Task instructions: Copy out the entries exactly. Print them in full.

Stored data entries
//! Shared plumbing of the ingestion fork and alias mapper functions

pub mod config;
pub mod stream_event;

use anyhow::Result;
use micromegas_telemetry_sink::{TelemetryGuard, TelemetryGuardBuilder};
use micromegas_tracing::prelude::*;

/// Local sink at debug level; a remote sink is added when `MICROMEGAS_TELEMETRY_URL` is set.
pub fn init_telemetry() -> Result<TelemetryGuard> {
    TelemetryGuardBuilder::default()
        .with_local_sink_max_level(LevelFilter::Debug)
        .with_interop_max_level_override(LevelFilter::Info)
        .build()
}
use bytes::Bytes;
use windfarm_routing::sinks::batch::BatchSink;
use windfarm_routing::sinks::firehose::FirehoseBatchSink;
use windfarm_routing::sinks::time_series::{
    Dimension, MEASURE_VALUE_TYPE_DOUBLE, TIME_UNIT_SECONDS, TimeSeriesRow, TimeSeriesStore,
    TimeSeriesWriteError,
};
use windfarm_routing::sinks::timestream::TimestreamStore;
use wiremock::matchers::{header, method};
use wiremock::{Mock, MockServer, ResponseTemplate};

const AWS_JSON_1_0: &str = "application/x-amz-json-1.0";
const AWS_JSON_1_1: &str = "application/x-amz-json-1.1";

fn firehose_client(endpoint: &str) -> aws_sdk_firehose::Client {
    use aws_sdk_firehose::config::retry::RetryConfig;
    use aws_sdk_firehose::config::{BehaviorVersion, Credentials, Region};
    let config = aws_sdk_firehose::Config::builder()
        .behavior_version(BehaviorVersion::latest())
        .region(Region::new("us-east-1"))
        .credentials_provider(Credentials::new("AKIDTEST", "secret", None, None, "test"))
        .endpoint_url(endpoint)
        .retry_config(RetryConfig::disabled())
        .build();
    aws_sdk_firehose::Client::from_conf(config)
}

fn timestream_client(endpoint: &str) -> aws_sdk_timestreamwrite::Client {
    use aws_sdk_timestreamwrite::config::retry::RetryConfig;
    use aws_sdk_timestreamwrite::config::{BehaviorVersion, Credentials, Region};
    let config = aws_sdk_timestreamwrite::Config::builder()
        .behavior_version(BehaviorVersion::latest())
        .region(Region::new("us-east-1"))
        .credentials_provider(Credentials::new("AKIDTEST", "secret", None, None, "test"))
        .endpoint_url(endpoint)
        .retry_config(RetryConfig::disabled())
        .build();
    aws_sdk_timestreamwrite::Client::from_conf(config)
}

fn timestream_store(endpoint: &str) -> TimestreamStore {
    TimestreamStore::new(
        timestream_client(endpoint),
        "windfarm".to_owned(),
        "aggregates".to_owned(),
    )
}

fn lines() -> Vec<Bytes> {
    vec![
        Bytes::from_static(b"{\"assetId\":\"a1\"}\n"),
        Bytes::from_static(b"{\"assetId\":\"a2\"}\n"),
    ]
}

fn row() -> TimeSeriesRow {
    let alias = "windfarms/W1/turbines/T1/average-wind-speed".to_owned();
    TimeSeriesRow {
        dimensions: vec![Dimension {
            name: "alias".to_owned(),
            value: alias.clone(),
        }],
        measure_name: alias,
        measure_value: "12.5".to_owned(),
        measure_value_type: MEASURE_VALUE_TYPE_DOUBLE,
        time: "1600000000".to_owned(),
        time_unit: TIME_UNIT_SECONDS,
    }
}

#[tokio::test]
async fn test_firehose_accepted_batch() {
    let server = MockServer::start().await;
    Mock::given(method("POST"))
        .and(header("x-amz-target", "Firehose_20150804.PutRecordBatch"))
        .respond_with(ResponseTemplate::new(200).set_body_raw(
            r#"{"FailedPutCount":0,"Encrypted":false,"RequestResponses":[{"RecordId":"r1"},{"RecordId":"r2"}]}"#,
            AWS_JSON_1_1,
        ))
        .expect(1)
        .mount(&server)
        .await;
    let sink = FirehoseBatchSink::new(
        firehose_client(&server.uri()),
        "raw-turbine-data".to_owned(),
    );
    sink.put_record_batch(lines()).await.unwrap();
}

#[tokio::test]
async fn test_firehose_failed_puts_fail_the_batch() {
    let server = MockServer::start().await;
    Mock::given(method("POST"))
        .and(header("x-amz-target", "Firehose_20150804.PutRecordBatch"))
        .respond_with(ResponseTemplate::new(200).set_body_raw(
            r#"{"FailedPutCount":1,"Encrypted":false,"RequestResponses":[{"RecordId":"r1"},{"ErrorCode":"ServiceUnavailableException","ErrorMessage":"Slow down."}]}"#,
            AWS_JSON_1_1,
        ))
        .mount(&server)
        .await;
    let sink = FirehoseBatchSink::new(
        firehose_client(&server.uri()),
        "raw-turbine-data".to_owned(),
    );
    let err = sink.put_record_batch(lines()).await.unwrap_err();
    assert!(format!("{err:#}").contains("1 of 2 records rejected"));
}

#[tokio::test]
async fn test_timestream_accepted_write() {
    let server = MockServer::start().await;
    Mock::given(method("POST"))
        .and(header("x-amz-target", "Timestream_20181101.WriteRecords"))
        .respond_with(ResponseTemplate::new(200).set_body_raw(
            r#"{"RecordsIngested":{"Total":1,"MemoryStore":1,"MagneticStore":0}}"#,
            AWS_JSON_1_0,
        ))
        .expect(1)
        .mount(&server)
        .await;
    timestream_store(&server.uri())
        .write_records(vec![row()])
        .await
        .unwrap();
}

#[tokio::test]
async fn test_timestream_rejection_keeps_response_body() {
    let server = MockServer::start().await;
    let body = r#"{"__type":"RejectedRecordsException","Message":"One or more records have been rejected.","RejectedRecords":[{"RecordIndex":0,"Reason":"The record timestamp is outside the time range of the data ingestion window."}]}"#;
    Mock::given(method("POST"))
        .and(header("x-amz-target", "Timestream_20181101.WriteRecords"))
        .respond_with(ResponseTemplate::new(400).set_body_raw(body, AWS_JSON_1_0))
        .mount(&server)
        .await;
    let err = timestream_store(&server.uri())
        .write_records(vec![row()])
        .await
        .unwrap_err();
    match err {
        TimeSeriesWriteError::Rejected {
            message,
            response_body,
        } => {
            assert!(!message.is_empty());
            assert_eq!(response_body.as_deref(), Some(body));
        }
        TimeSeriesWriteError::Transport(e) => panic!("expected a rejection, got {e:?}"),
    }
}

#[tokio::test]
async fn test_timestream_unreachable_is_transport_error() {
    // a port released right away has no listener
    let port = std::net::TcpListener::bind("127.0.0.1:0")
        .unwrap()
        .local_addr()
        .unwrap()
        .port();
    let endpoint = format!("http://127.0.0.1:{port}");
    let err = timestream_store(&endpoint)
        .write_records(vec![row()])
        .await
        .unwrap_err();
    assert!(matches!(err, TimeSeriesWriteError::Transport(_)));
}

Result of the exercise:
//! Shared plumbing of the ingestion fork and alias mapper functions

pub mod config;
pub mod stream_event;

use anyhow::Result;
use micromegas_telemetry_sink::{TelemetryGuard, TelemetryGuardBuilder};
use micromegas_tracing::prelude::*;

/// Local sink at debug level; a remote sink is added when `MICROMEGAS_TELEMETRY_URL` is set.
pub fn init_telemetry() -> Result<TelemetryGuard> {
    TelemetryGuardBuilder::default()
        .with_local_sink_max_level(LevelFilter::Debug)
        .with_interop_max_level_override(LevelFilter::Info)
        .build()
}
use bytes::Bytes;
use windfarm_routing::sinks::batch::BatchSink;
use windfarm_routing::sinks::firehose::FirehoseBatchSink;
use windfarm_routing::sinks::time_series::{
    Dimension, MEASURE_VALUE_TYPE_DOUBLE, TIME_UNIT_SECONDS, TimeSeriesRow, TimeSeriesStore,
    TimeSeriesWriteError,
};
use windfarm_routing::sinks::timestream::TimestreamStore;
use wiremock::matchers::{header, method};
use wiremock::{Mock, MockServer, ResponseTemplate};

const AWS_JSON_1_0: &str = "application/x-amz-json-1.0";
const AWS_JSON_1_1: &str = "application/x-amz-json-1.1";

fn firehose_client(endpoint: &str) -> aws_sdk_firehose::Client {
    use aws_sdk_firehose::config::retry::RetryConfig;
    use aws_sdk_firehose::config::{BehaviorVersion, Credentials, Region};
    let config = aws_sdk_firehose::Config::builder()
        .behavior_version(BehaviorVersion::latest())
        .region(Region::new("us-east-1"))
        .credentials_provider(Credentials::new("AKIDTEST", "secret", None, None, "test"))
        .endpoint_url(endpoint)
        .retry_config(RetryConfig::disabled())
        .build();
    aws_sdk_firehose::Client::from_conf(config)
}

fn timestream_client(endpoint: &str) -> aws_sdk_timestreamwrite::Client {
    use aws_sdk_timestreamwrite::config::retry::RetryConfig;
    use aws_sdk_timestreamwrite::config::{BehaviorVersion, Credentials, Region};
    let config = aws_sdk_timestreamwrite::Config::builder()
        .behavior_version(BehaviorVersion::latest())
        .region(Region::new("us-east-1"))
        .credentials_provider(Credentials::new("AKIDTEST", "secret", None, None, "test"))
        .endpoint_url(endpoint)
        .retry_config(RetryConfig::disabled())
        .build();
    aws_sdk_timestreamwrite::Client::from_conf(config)
}

fn timestream_store(endpoint: &str) -> TimestreamStore {
    TimestreamStore::new(
        timestream_client(endpoint),
        "windfarm".to_owned(),
        "aggregates".to_owned(),
    )
}

fn lines() -> Vec<Bytes> {
    vec![
        Bytes::from_static(b"{\"assetId\":\"a1\"}\n"),
        Bytes::from_static(b"{\"assetId\":\"a2\"}\n"),
    ]
}

fn row() -> TimeSeriesRow {
    let alias = "windfarms/W1/turbines/T1/average-wind-speed".to_owned();
    TimeSeriesRow {
        dimensions: vec![Dimension {
            name: "alias".to_owned(),
            value: alias.clone(),
        }],
        measure_name: alias,
        measure_value: "12.5".to_owned(),
        measure_value_type: MEASURE_VALUE_TYPE_DOUBLE,
        time: "1600000000".to_owned(),
        time_unit: TIME_UNIT_SECONDS,
    }
}

#[tokio::test]
async fn test_firehose_accepted_batch() {
    let server = MockServer::start().await;
    Mock::given(method("POST"))
        .and(header("x-amz-target", "Firehose_20150804.PutRecordBatch"))
        .respond_with(ResponseTemplate::new(200).set_body_raw(
            r#"{"FailedPutCount":0,"Encrypted":false,"RequestResponses":[{"RecordId":"r1"},{"RecordId":"r2"}]}"#,
            AWS_JSON_1_1,
        ))
        .expect(1)
        .mount(&server)
        .await;
    let sink = FirehoseBatchSink::new(
        firehose_client(&server.uri()),
        "raw-turbine-data".to_owned(),
    );
    sink.put_record_batch(lines()).await.unwrap();
}

#[tokio::test]
async fn test_firehose_failed_puts_fail_the_batch() {
    let server = MockServer::start().await;
    Mock::given(method("POST"))
        .and(header("x-amz-target", "Firehose_20150804.PutRecordBatch"))
        .respond_with(ResponseTemplate::new(200).set_body_raw(
            r#"{"FailedPutCount":1,"Encrypted":false,"RequestResponses":[{"RecordId":"r1"},{"ErrorCode":"ServiceUnavailableException","ErrorMessage":"Slow down."}]}"#,
            AWS_JSON_1_1,
        ))
        .mount(&server)
        .await;
    let sink = FirehoseBatchSink::new(
        firehose_client(&server.uri()),
        "raw-turbine-data".to_owned(),
    );
    let err = sink.put_record_batch(lines()).await.unwrap_err();
    assert!(format!("{err:#}").contains("1 of 2 records rejected"));
}

#[tokio::test]
async fn test_timestream_accepted_write() {
    let server = MockServer::start().await;
    Mock::given(method("POST"))
        .and(header("x-amz-target", "Timestream_20181101.WriteRecords"))
        .respond_with(ResponseTemplate::new(200).set_body_raw(
            r#"{"RecordsIngested":{"Total":1,"MemoryStore":1,"MagneticStore":0}}"#,
            AWS_JSON_1_0,
        ))
        .expect(1)
        .mount(&server)
        .await;
    timestream_store(&server.uri())
        .write_records(vec![row()])
        .await
        .unwrap();
}

#[tokio::test]
async fn test_timestream_rejection_keeps_response_body() {
    let server = MockServer::start().await;
    let body = r#"{"__type":"RejectedRecordsException","Message":"One or more records have been rejected.","RejectedRecords":[{"RecordIndex":0,"Reason":"The record timestamp is outside the time range of the data ingestion window."}]}"#;
    Mock::given(method("POST"))
        .and(header("x-amz-target", "Timestream_20181101.WriteRecords"))
        .respond_with(ResponseTemplate::new(400).set_body_raw(body, AWS_JSON_1_0))
        .mount(&server)
        .await;
    let err = timestream_store(&server.uri())
        .write_records(vec![row()])
        .await
        .unwrap_err();
    match err {
        TimeSeriesWriteError::Rejected {
            message,
            response_body,
        } => {
            assert!(!message.is_empty());
            assert_eq!(response_body.as_deref(), Some(body));
        }
        TimeSeriesWriteError::Transport(e) => panic!("expected a rejection, got {e:?}"),
    }
}

#[tokio::test]
async fn test_timestream_unreachable_is_transport_error() {
    // a port released right away has no listener
    let port = std::net::TcpListener::bind("127.0.0.1:0")
        .unwrap()
        .local_addr()
        .unwrap()
        .port();
    let endpoint = format!("http://127.0.0.1:{port}");
    let err = timestream_store(&endpoint)
        .write_records(vec![row()])
        .await
        .unwrap_err();
    assert!(matches!(err, TimeSeriesWriteError::Transport(_)));
}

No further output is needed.